Brief: Below are some records. Repeat exactly the lines from the one containing "mod context;" through the final line.

Available records:
-*-*-

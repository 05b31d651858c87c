//! UI Components
//!
//! Leptos components for the list menu, recipe rows and notices.

mod current_list_badge;
mod favorite_toggle;
mod list_menu;
mod notice_bar;
mod recipe_row;

pub use current_list_badge::CurrentListBadge;
pub use favorite_toggle::FavoriteToggle;
pub use list_menu::CurrentListMenu;
pub use notice_bar::NoticeBar;
pub use recipe_row::RecipeRow;
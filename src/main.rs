//! Recipe Lists Frontend Entry Point

mod app;
mod components;
mod context;
mod page;
mod storage;
mod store;

use app::App;
use context::Services;
use leptos::prelude::*;

fn main() {
    console_error_panic_hook::set_once();
    wasm_logger::init(wasm_logger::Config::default());

    let config = page::load_config();
    let page = page::load_page_data();
    log::info!(
        "[APP] Starting with {} lists, {} recipes, policy {:?}",
        page.lists.len(),
        page.recipes.len(),
        config.update_policy
    );

    let services = match Services::load(config) {
        Ok(services) => services,
        Err(e) => {
            log::error!("[APP] Cannot start: {}", e);
            return;
        }
    };

    mount_to_body(move || view! { <App services=services page=page /> });
}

-*-*-

Output for this task:
mod context;
mod page;
mod storage;
mod store;

use app::App;
use context::Services;
use leptos::prelude::*;

fn main() {
    console_error_panic_hook::set_once();
    wasm_logger::init(wasm_logger::Config::default());

    let config = page::load_config();
    let page = page::load_page_data();
    log::info!(
        "[APP] Starting with {} lists, {} recipes, policy {:?}",
        page.lists.len(),
        page.recipes.len(),
        config.update_policy
    );

    let services = match Services::load(config) {
        Ok(services) => services,
        Err(e) => {
            log::error!("[APP] Cannot start: {}", e);
            return;
        }
    };

    mount_to_body(move || view! { <App services=services page=page /> });
}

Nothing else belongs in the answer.